Exercise - Write out exactly the lines of the entries below from the one holding "stream, if present" to the one holding "before an error", inclusive, and leave out all other lines.

Provided information -
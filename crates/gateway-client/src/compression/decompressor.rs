//! Streaming zlib decompressor
//!
//! The gateway compresses the whole connection as one zlib stream and
//! sync-flushes after every payload. Each flush ends with `00 00 FF FF`, so
//! bytes are buffered until that marker shows up and then inflated against
//! the connection-lifetime context.

use flate2::{Decompress, FlushDecompress, Status};

/// Trailer emitted by a deflate sync flush
pub const SYNC_FLUSH_MARKER: [u8; 4] = [0x00, 0x00, 0xFF, 0xFF];

/// Compressed bytes fed to the inflater per call
const INPUT_CHUNK_SIZE: usize = 16 * 1024;

/// Scratch output space per inflate call
const OUTPUT_CHUNK_SIZE: usize = 32 * 1024;

/// Compressed bytes allowed to pile up while waiting for a flush marker
pub const DEFAULT_MAX_BUFFERED: usize = 16 * 1024 * 1024;

/// The peer kept sending without ever completing a unit
#[derive(Debug, Clone, PartialEq, Eq, thiserror::Error)]
#[error("{buffered} compressed bytes without a flush marker (limit {limit})")]
pub struct BufferOverflow {
    pub buffered: usize,
    pub limit: usize,
}

/// Inflate state bound to one physical connection
///
/// Never reuse across connections: the server starts a fresh compressor for
/// every socket.
pub struct Decompressor {
    inflater: Decompress,
    buffer: Vec<u8>,
    max_buffered: usize,
    header_checked: bool,
}

impl Decompressor {
    #[must_use]
    pub fn new() -> Self {
        Self::with_limit(DEFAULT_MAX_BUFFERED)
    }

    #[must_use]
    pub fn with_limit(max_buffered: usize) -> Self {
        Self {
            inflater: Decompress::new(false),
            buffer: Vec::new(),
            max_buffered,
            header_checked: false,
        }
    }

    /// Feed raw bytes; returns the decoded text once a complete unit is buffered
    ///
    /// # Errors
    /// `BufferOverflow` once more than the limit is waiting for a marker. The
    /// buffer is discarded and the stream cannot be continued.
    pub fn push(&mut self, chunk: &[u8]) -> Result<Option<String>, BufferOverflow> {
        self.buffer.extend_from_slice(chunk);

        if !self.buffer.ends_with(&SYNC_FLUSH_MARKER) {
            let buffered = self.buffer.len();
            if buffered > self.max_buffered {
                self.buffer = Vec::new();
                return Err(BufferOverflow {
                    buffered,
                    limit: self.max_buffered,
                });
            }
            tracing::trace!(buffered, "Waiting for flush marker");
            return Ok(None);
        }

        let unit = std::mem::take(&mut self.buffer);
        let body = self.strip_zlib_header(&unit);
        let decoded = self.inflate(body);

        if decoded.is_empty() {
            return Ok(None);
        }

        Ok(Some(match String::from_utf8(decoded) {
            Ok(text) => text,
            Err(e) => {
                tracing::warn!(error = %e.utf8_error(), "Inflated payload is not valid UTF-8");
                String::from_utf8_lossy(e.as_bytes()).into_owned()
            }
        }))
    }

    /// Bytes waiting for a flush marker
    #[must_use]
    pub fn buffered(&self) -> usize {
        self.buffer.len()
    }

    /// Drop the 2-byte zlib header at the very start of the stream, if present
    fn strip_zlib_header<'a>(&mut self, unit: &'a [u8]) -> &'a [u8] {
        if self.header_checked {
            return unit;
        }
        self.header_checked = true;

        match unit {
            [cmf, flg, rest @ ..] if is_zlib_header(*cmf, *flg) => rest,
            _ => unit,
        }
    }

    /// Inflate a complete unit, keeping whatever decoded before an error
    fn inflate(&mut self, mut input: &[u8]) -> Vec<u8> {
        let mut output = Vec::with_capacity(input.len().saturating_mul(4));
        let mut scratch = vec![0u8; OUTPUT_CHUNK_SIZE];

        loop {
            let take = input.len().min(INPUT_CHUNK_SIZE);
            let in_before = self.inflater.total_in();
            let out_before = self.inflater.total_out();

            let result = self
                .inflater
                .decompress(&input[..take], &mut scratch, FlushDecompress::Sync);

            let consumed = usize::try_from(self.inflater.total_in() - in_before).unwrap_or(take);
            let produced = usize::try_from(self.inflater.total_out() - out_before).unwrap_or(0);
            output.extend_from_slice(&scratch[..produced]);
            input = &input[consumed.min(input.len())..];

            match result {
                Ok(Status::StreamEnd) => break,
                Ok(_) => {
                    // Done once the input is gone and the inflater had room to spare
                    if input.is_empty() && produced < scratch.len() {
                        break;
                    }
                    if consumed == 0 && produced == 0 {
                        break;
                    }
                }
                Err(e) => {
                    tracing::warn!(
                        error = %e,
                        recovered = output.len(),
                        "Corrupt compressed data, keeping partial output"
                    );
                    break;
                }
            }
        }

        output
    }
}

impl Default for Decompressor {
    fn default() -> Self {
        Self::new()
    }
}

impl std::fmt::Debug for Decompressor {
    fn fmt(&self, f: &mut std::fmt::Formatter<'_>) -> std::fmt::Result {
        f.debug_struct("Decompressor")
            .field("buffered", &self.buffer.len())
            .field("total_in", &self.inflater.total_in())
            .field("total_out", &self.inflater.total_out())
            .finish()
    }
}

fn is_zlib_header(cmf: u8, flg: u8) -> bool {
    cmf & 0x0F == 8 && (u16::from(cmf) * 256 + u16::from(flg)) % 31 == 0
}

#[cfg(test)]
pub(crate) mod tests {
    use super::*;
    use flate2::{Compress, Compression, FlushCompress};

    /// Server-side compressor producing sync-flushed zlib units
    pub(crate) struct StreamCompressor(Compress);

    impl StreamCompressor {
        pub(crate) fn new() -> Self {
            Self(Compress::new(Compression::default(), true))
        }

        pub(crate) fn unit(&mut self, text: &str) -> Vec<u8> {
            let mut out = Vec::with_capacity(text.len() + 1024);
            self.0
                .compress_vec(text.as_bytes(), &mut out, FlushCompress::Sync)
                .unwrap();
            assert!(out.ends_with(&SYNC_FLUSH_MARKER));
            out
        }
    }

    fn feed(inflater: &mut Decompressor, bytes: &[u8]) -> Option<String> {
        inflater.push(bytes).unwrap()
    }

    const HELLO: &str = r#"{"op":10,"d":{"heartbeat_interval":41250},"s":null,"t":null}"#;
    const READY: &str = r#"{"op":0,"d":{"session_id":"abc","resume_gateway_url":"wss://resume.example"},"s":1,"t":"READY"}"#;

    #[test]
    fn test_single_unit() {
        let mut server = StreamCompressor::new();
        let mut inflater = Decompressor::new();

        assert_eq!(feed(&mut inflater, &server.unit(HELLO)).as_deref(), Some(HELLO));
        assert_eq!(inflater.buffered(), 0);
    }

    #[test]
    fn test_shared_context_across_units() {
        let mut server = StreamCompressor::new();
        let mut inflater = Decompressor::new();

        // Later units refer back to the dictionary built by earlier ones
        for text in [HELLO, READY, READY, HELLO] {
            assert_eq!(feed(&mut inflater, &server.unit(text)).as_deref(), Some(text));
        }
    }

    #[test]
    fn test_chunking_invariance() {
        let mut server = StreamCompressor::new();
        let first = server.unit(HELLO);
        let second = server.unit(READY);

        for split in 1..second.len() {
            let mut inflater = Decompressor::new();
            assert_eq!(feed(&mut inflater, &first).as_deref(), Some(HELLO));

            let (head, tail) = second.split_at(split);
            assert_eq!(feed(&mut inflater, head), None, "split at {split}");
            assert_eq!(feed(&mut inflater, tail).as_deref(), Some(READY), "split at {split}");
        }
    }

    #[test]
    fn test_byte_at_a_time() {
        let mut server = StreamCompressor::new();
        let unit = server.unit(READY);
        let mut inflater = Decompressor::new();

        let (last, rest) = unit.split_last().unwrap();
        for byte in rest {
            assert_eq!(feed(&mut inflater, std::slice::from_ref(byte)), None);
        }
        assert_eq!(feed(&mut inflater, &[*last]).as_deref(), Some(READY));
    }

    #[test]
    fn test_three_chunks_only_last_has_marker() {
        let mut server = StreamCompressor::new();
        let unit = server.unit(READY);
        let third = unit.len() / 3;
        let (a, rest) = unit.split_at(third);
        let (b, c) = rest.split_at(third);

        let mut inflater = Decompressor::new();
        assert_eq!(feed(&mut inflater, a), None);
        assert_eq!(feed(&mut inflater, b), None);
        assert_eq!(feed(&mut inflater, c).as_deref(), Some(READY));
    }

    #[test]
    fn test_large_payload_spans_many_chunks() {
        let body = "x".repeat(200_000);
        let text = format!(r#"{{"op":0,"d":{{"blob":"{body}"}},"s":2,"t":"BLOB"}}"#);
        let mut server = StreamCompressor::new();
        let mut inflater = Decompressor::new();

        let mut unit = Vec::with_capacity(text.len() + 1024);
        server
            .0
            .compress_vec(text.as_bytes(), &mut unit, FlushCompress::Sync)
            .unwrap();

        assert_eq!(feed(&mut inflater, &unit).as_deref(), Some(text.as_str()));
    }

    #[test]
    fn test_corrupt_data_does_not_panic() {
        let mut inflater = Decompressor::new();
        // BTYPE=11 is reserved, so inflate fails on the first block header
        let garbage = [0xFF, 0xFF, 0xFF, 0x00, 0x00, 0xFF, 0xFF];
        assert!(feed(&mut inflater, &garbage).unwrap_or_default().is_empty());
    }

    #[test]
    fn test_corrupt_block_keeps_decoded_prefix() {
        let mut server = StreamCompressor::new();
        let mut unit = server.unit(HELLO);

        // Replace the empty stored block with one whose lengths do not match
        unit.truncate(unit.len() - SYNC_FLUSH_MARKER.len());
        unit.extend_from_slice(&[0x07, 0x00, 0x00, 0x00, 0xFF, 0xFF]);

        let mut inflater = Decompressor::new();
        assert_eq!(feed(&mut inflater, &unit).as_deref(), Some(HELLO));
        assert_eq!(inflater.buffered(), 0);
    }

    #[test]
    fn test_unterminated_stream_hits_limit() {
        let mut inflater = Decompressor::with_limit(64);

        assert_eq!(inflater.push(&[0x78, 0x9C, 0x01, 0x02]), Ok(None));
        assert_eq!(
            inflater.push(&[0xAB; 64]),
            Err(BufferOverflow {
                buffered: 68,
                limit: 64
            })
        );
        assert_eq!(inflater.buffered(), 0);
    }

    #[test]
    fn test_complete_unit_above_limit_is_accepted() {
        let mut server = StreamCompressor::new();
        let unit = server.unit(READY);
        let mut inflater = Decompressor::with_limit(unit.len() - 1);

        // The limit only applies while waiting for a marker
        assert_eq!(feed(&mut inflater, &unit).as_deref(), Some(READY));
    }

    #[test]
    fn test_zlib_header_detection() {
        assert!(is_zlib_header(0x78, 0x9C));
        assert!(is_zlib_header(0x78, 0x01));
        assert!(is_zlib_header(0x78, 0xDA));
        assert!(!is_zlib_header(0x00, 0x01));
        assert!(!is_zlib_header(0xFF, 0xFF));
    }
}
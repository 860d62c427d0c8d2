//! Credential provider trait (port)
//!
//! The session engine asks for a credential whenever it has to authenticate,
//! so providers may rotate tokens between connections.

use async_trait::async_trait;

use crate::value_objects::Credential;

#[async_trait]
pub trait CredentialProvider: Send + Sync {
    /// Current credential, or `None` if none is available
    async fn credential(&self) -> Option<Credential>;
}

/// Provider that always returns the same credential
#[derive(Debug, Clone)]
pub struct StaticCredentialProvider {
    credential: Credential,
}

impl StaticCredentialProvider {
    #[must_use]
    pub fn new(credential: Credential) -> Self {
        Self { credential }
    }
}

#[async_trait]
impl CredentialProvider for StaticCredentialProvider {
    async fn credential(&self) -> Option<Credential> {
        self.credential.is_usable().then(|| self.credential.clone())
    }
}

Response for this exercise -
    /// Drop the 2-byte zlib header at the very start of the stream, if present
    fn strip_zlib_header<'a>(&mut self, unit: &'a [u8]) -> &'a [u8] {
        if self.header_checked {
            return unit;
        }
        self.header_checked = true;

        match unit {
            [cmf, flg, rest @ ..] if is_zlib_header(*cmf, *flg) => rest,
            _ => unit,
        }
    }

    /// Inflate a complete unit, keeping whatever decoded before an error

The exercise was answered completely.